Casi a diario, Su Majestad comenzó a celebrar grandes y alegres banquetes en los que fluía la cerveza y se servían comidas importadas desde todas partes del mundo: fiambres, ostras, sardinas, salmones, truchas, salchichas picantes, bacalao, mariscos, pollo, café, chocolate, chorizos, etc. Así lo relata Robert Courau en su libro ‘Historia pintoresca de España’:
«Los primeros días en Yuste fueron melancólicos, obsesionados sobre todo por el sentimiento de haber ‘debilitado su reputación’ al no haber abdicado inmediatamente después de su victoria sobre el ejército de los príncipes luteranos; reprochándose el haber conservado el poder cuando se acercaba a los cincuenta, repetía con amargura: la fortuna sólo ama a los jóvenes. Pero no tarda en rehacerse, recurriendo al tónico más eficaz: un ritmo invariable de vida.

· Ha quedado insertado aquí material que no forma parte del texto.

//! Main sanitizer facade
//!
//! Binds a [`SanitizerConfig`] to the escaping, structural, query and
//! validation routines so callers configure once and share the result.

use serde_json::Value;
use tracing::debug;

use crate::config::SanitizerConfig;
use crate::escape;
use crate::models::{QueryOutcome, SanitizeError};
use crate::query;
use crate::structure;
use crate::url;
use crate::validate::FormatValidator;

/// The input sanitizer - main interface
///
/// Immutable after construction, so a single instance can be shared across
/// threads (e.g. behind an `Arc`).
#[derive(Debug, Clone)]
pub struct Sanitizer {
    config: SanitizerConfig,
    validator: FormatValidator,
}

impl Sanitizer {
    /// Create a sanitizer with the default configuration.
    ///
    /// # Panics
    ///
    /// Never in practice: the built-in configuration is covered by tests.
    pub fn new() -> Self {
        Self::with_config(SanitizerConfig::default())
            .expect("built-in sanitizer configuration is valid")
    }

    /// Create a sanitizer with a custom configuration.
    ///
    /// Fails if the configuration is inconsistent or a SQL pattern does not
    /// compile.
    pub fn with_config(config: SanitizerConfig) -> Result<Self, SanitizeError> {
        config.validate()?;
        let validator = FormatValidator::new(&config.sql_patterns)?;

        debug!(
            operators = config.allowed_operators.len(),
            dangerous_keys = config.dangerous_keys.len(),
            sql_patterns = validator.sql_pattern_count(),
            "Sanitizer initialized"
        );

        Ok(Self { config, validator })
    }

    /// Get the active configuration
    pub fn config(&self) -> &SanitizerConfig {
        &self.config
    }

    /// Escape a string. See [`escape::escape_str`].
    pub fn escape(&self, input: &str) -> String {
        escape::escape_str(input)
    }

    /// Escape a value if it is a string. See [`escape::sanitize_string`].
    pub fn sanitize_string(&self, value: &Value) -> Value {
        escape::sanitize_string(value)
    }

    /// Recursively sanitize a document: escape strings, drop dangerous keys.
    pub fn sanitize_object(&self, value: &Value) -> Value {
        structure::sanitize_structure(value, &self.config)
    }

    /// Filter a query document, reporting what was removed.
    pub fn filter_query(&self, query: &Value) -> QueryOutcome {
        query::filter_query(query, &self.config)
    }

    /// Filter a query document, keeping only the sanitized filter.
    pub fn sanitize_mongo_query(&self, query: &Value) -> Value {
        self.filter_query(query).into_sanitized()
    }

    /// Gate a URL. See [`url::sanitize_url`].
    pub fn sanitize_url(&self, input: &str) -> String {
        url::sanitize_url(input)
    }

    /// Coarse email syntax check.
    pub fn is_valid_email(&self, input: &str) -> bool {
        self.validator.is_valid_email(input)
    }

    /// Coarse phone number syntax check.
    pub fn is_valid_phone(&self, input: &str) -> bool {
        self.validator.is_valid_phone(input)
    }

    /// Heuristic SQL-injection check.
    pub fn has_sql_injection(&self, input: &str) -> bool {
        self.validator.has_sql_injection(input)
    }

    /// Description of the first matching SQL heuristic.
    pub fn detect_sql_injection(&self, input: &str) -> Option<&str> {
        self.validator.detect_sql_injection(input)
    }
}

impl Default for Sanitizer {
    fn default() -> Self {
        Self::new()
    }
}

«Se levanta al amanecer, reza con su confesor, se entretiene después con el mecánico relojero, rodeado de relojes, de lentes y de diversos instrumentos de física. Hacia las diez llega el barbero y los ayudas de cámara, con lo que empieza la jornada oficia. Cuatro misas (por su padre, su madre, su esposa y por él mismo) y una meditación piadosa, un eventual ensayo de la escolanía del convento y la lectura de algunos despachos. Llega después la hora más esperada: la de la comida.

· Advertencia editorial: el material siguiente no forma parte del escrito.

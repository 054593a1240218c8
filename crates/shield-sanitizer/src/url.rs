//! URL Gatekeeper
//!
//! Accepts only URLs that cannot execute script or leave the web schemes:
//! relative paths and absolute `http`/`https` URLs. Everything else becomes
//! an empty string, which callers treat as "no URL".

use serde_json::Value;

/// Pseudo-protocols rejected before any parsing.
const BLOCKED_PREFIXES: &[&str] = &["javascript:", "data:"];

/// Prefixes of relative references, accepted as-is.
const RELATIVE_PREFIXES: &[&str] = &["/", "./", "../"];

/// Schemes an absolute URL may use.
const ALLOWED_SCHEMES: &[&str] = &["http", "https"];

/// Components of an absolute URL, as far as the gatekeeper cares.
#[derive(Debug, Clone, PartialEq, Eq)]
pub struct ParsedUrl {
    /// Lowercased scheme
    pub scheme: String,
    /// Host, without userinfo or port
    pub host: String,
    /// Explicit port, if any
    pub port: Option<u16>,
}

/// Sanitize a URL.
///
/// Returns the trimmed URL when it is safe, an empty string otherwise.
///
/// ```rust
/// use shield_sanitizer::url::sanitize_url;
///
/// assert_eq!(sanitize_url("javascript:alert(1)"), "");
/// assert_eq!(sanitize_url("/dashboard"), "/dashboard");
/// assert_eq!(sanitize_url("https://example.com"), "https://example.com");
/// assert_eq!(sanitize_url("ftp://x"), "");
/// ```
pub fn sanitize_url(url: &str) -> String {
    let trimmed = url.trim();
    let lowered = trimmed.to_ascii_lowercase();

    if BLOCKED_PREFIXES.iter().any(|prefix| lowered.starts_with(prefix)) {
        return String::new();
    }

    if RELATIVE_PREFIXES.iter().any(|prefix| trimmed.starts_with(prefix)) {
        return trimmed.to_string();
    }

    match parse_absolute(trimmed) {
        Some(parsed) if ALLOWED_SCHEMES.contains(&parsed.scheme.as_str()) => trimmed.to_string(),
        _ => String::new(),
    }
}

/// Sanitize a JSON value holding a URL. Non-strings yield an empty string.
pub fn sanitize_url_value(value: &Value) -> String {
    match value {
        Value::String(s) => sanitize_url(s),
        _ => String::new(),
    }
}

/// Parse an absolute URL of the form `scheme://[userinfo@]host[:port][/path][?query][#fragment]`.
///
/// Returns `None` when there is no valid scheme, no `//` authority, an empty
/// host, whitespace or control characters in the authority, or a port that
/// is not a number in `0..=65535`.
pub fn parse_absolute(input: &str) -> Option<ParsedUrl> {
    let (scheme, rest) = input.split_once(':')?;
    if !is_valid_scheme(scheme) {
        return None;
    }

    let rest = rest.strip_prefix("//")?;
    let authority_end = rest.find(['/', '?', '#']).unwrap_or(rest.len());
    let authority = &rest[..authority_end];

    if authority.chars().any(|c| c.is_whitespace() || c.is_control()) {
        return None;
    }

    // userinfo may itself contain ':'
    let host_port = match authority.rfind('@') {
        Some(at) => &authority[at + 1..],
        None => authority,
    };

    let (host, port) = split_host_port(host_port)?;
    if host.is_empty() {
        return None;
    }

    Some(ParsedUrl {
        scheme: scheme.to_ascii_lowercase(),
        host: host.to_string(),
        port,
    })
}

fn is_valid_scheme(scheme: &str) -> bool {
    let mut chars = scheme.chars();
    match chars.next() {
        Some(first) if first.is_ascii_alphabetic() => {
            chars.all(|c| c.is_ascii_alphanumeric() || matches!(c, '+' | '-' | '.'))
        }
        _ => false,
    }
}

fn split_host_port(host_port: &str) -> Option<(&str, Option<u16>)> {
    // IPv6 literal: [::1]:8080
    if let Some(rest) = host_port.strip_prefix('[') {
        let close = rest.find(']')?;
        let host = &host_port[..close + 2];
        return match &rest[close + 1..] {
            "" => Some((host, None)),
            tail => Some((host, Some(parse_port(tail.strip_prefix(':')?)?))),
        };
    }

    match host_port.rsplit_once(':') {
        Some((host, "")) => Some((host, None)),
        Some((host, port)) => Some((host, Some(parse_port(port)?))),
        None => Some((host_port, None)),
    }
}

fn parse_port(port: &str) -> Option<u16> {
    if port.is_empty() || !port.bytes().all(|b| b.is_ascii_digit()) {
        return None;
    }
    port.parse().ok()
}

«Con gran acompañamiento de especias, Carlos devora con el mismo apetito que en su juventud, gozando de las especialidades regionales, nuevas para él, como cierta variedad de perdiz conservada a base de echarle orina en el pico; mientras come, escucha distraídamente la conversación de sus intelectuales. A veces está invitado en su mesa algún huésped de categoría llegado a Yuste a pesar de las dificultades del camino; pero muy pronto se aventurarán hasta allí algunos miembros de su familia.
«(…) Al cabo de quince meses de estancia en Yuste, la salud del ilustre ermitaño, hace tiempo bastante precaria, prematuramente avejentado, declina visiblemente. Torturado por sus habituales enfermedades, ahora sufre unos temblores que lo dejan helado de la cabeza a los pies. Poco eficaces resultan las tisanas de diversas y raras esencias que su médico le administra, y los baños de vinagre y agua de rosas que toma por consejo suyo para ayudar a sus piernas atacadas por la parálisis. De la misma eficacia son los numerosos talismanes medicinales con los que se cubre para «alejar la enfermedad»: piedra azul contra la gota; piedras engarzadas en oro, contra las llagas supurantes; brazaletes y anillos de oro contra las hemorroides».

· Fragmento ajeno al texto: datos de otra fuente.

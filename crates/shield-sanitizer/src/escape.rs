//! String Escaper
//!
//! Neutralizes HTML-significant characters in untrusted text so it can be
//! rendered without being interpreted as markup.

use serde_json::Value;

/// Characters that are replaced, with their entity.
const ENTITIES: &[(char, &str)] = &[
    ('&', "&amp;"),
    ('<', "&lt;"),
    ('>', "&gt;"),
    ('"', "&quot;"),
    ('\'', "&#x27;"),
    ('/', "&#x2F;"),
];

#[inline]
fn entity_for(c: char) -> Option<&'static str> {
    match c {
        '&' => Some("&amp;"),
        '<' => Some("&lt;"),
        '>' => Some("&gt;"),
        '"' => Some("&quot;"),
        '\'' => Some("&#x27;"),
        '/' => Some("&#x2F;"),
        _ => None,
    }
}

/// Escape a string for safe HTML embedding.
///
/// - Removes every NUL character
/// - Replaces `& < > " ' /` with their HTML entities
///
/// The input is scanned once, left to right, and substituted output is never
/// rescanned. Applying the function twice escapes twice: `&` becomes `&amp;`
/// and then `&amp;amp;`.
pub fn escape_str(input: &str) -> String {
    let mut output = String::with_capacity(input.len());

    for c in input.chars() {
        match c {
            '\0' => {}
            c => match entity_for(c) {
                Some(entity) => output.push_str(entity),
                None => output.push(c),
            },
        }
    }

    output
}

/// Escape a JSON value if it is a string.
///
/// Numbers, booleans, null, arrays and objects are returned unchanged.
pub fn sanitize_string(value: &Value) -> Value {
    match value {
        Value::String(s) => Value::String(escape_str(s)),
        other => other.clone(),
    }
}

/// Reverse [`escape_str`] for display.
///
/// Only the six entities produced by the escaper are recognized; anything
/// else starting with `&` is copied through. Single pass, so `&amp;lt;`
/// decodes to `&lt;` and not `<`.
pub fn unescape_str(input: &str) -> String {
    let mut output = String::with_capacity(input.len());
    let mut rest = input;

    while let Some(pos) = rest.find('&') {
        output.push_str(&rest[..pos]);
        let tail = &rest[pos..];

        match ENTITIES.iter().find(|(_, entity)| tail.starts_with(entity)) {
            Some((c, entity)) => {
                output.push(*c);
                rest = &tail[entity.len()..];
            }
            None => {
                output.push('&');
                rest = &tail[1..];
            }
        }
    }

    output.push_str(rest);
    output
}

Planes para una muerte esperada

El emperador que vivió como un monje murió el 21 de septiembre de 1558, momento para la que se había estado preparando durante tiempo. Consciente de que le quedaba poco tiempo en este mundo, en los últimos meses había hecho celebrar sus funerales en vida y, acostado solemnemente en un ataúd, oía con devoción las oraciones por su alma.
Según la leyenda, el emperador se vestía con la ropa que quería usar en su paso al más allá y se acostaba dentro del féretro mientras los monjes entonaban letanías y oraciones de luto y las campanas de Yuste tañían a muerte. Aunque no se sabe con certeza qué tanta verdad hay en todas estas historias, sí es cierto que don Carlos dejó una larga lista de especificaciones, detalladas y enumeradas, sobre sus exequias. Durante los meses previos, se celebraron funerales a modo de ensayo y se entonaba la vigilia de los difuntos con el muerto todavía vivo aunque agonizante.
Al fallecer el emperador, la iglesia del monasterio fue revestida por completo con cortinajes negros, y un gran catafalco con el ataúd fue colocado en el centro del templo. El funeral duró tres días y tres noches de misas continuas y rezos hasta que don Carlos fue sepultado bajo el altar de la iglesia. La última voluntad del emperador era ser sepultado bajo el altar mayor, de modo que el sacerdote pisara “sus pechos y su cabeza mientras oficia” la misa.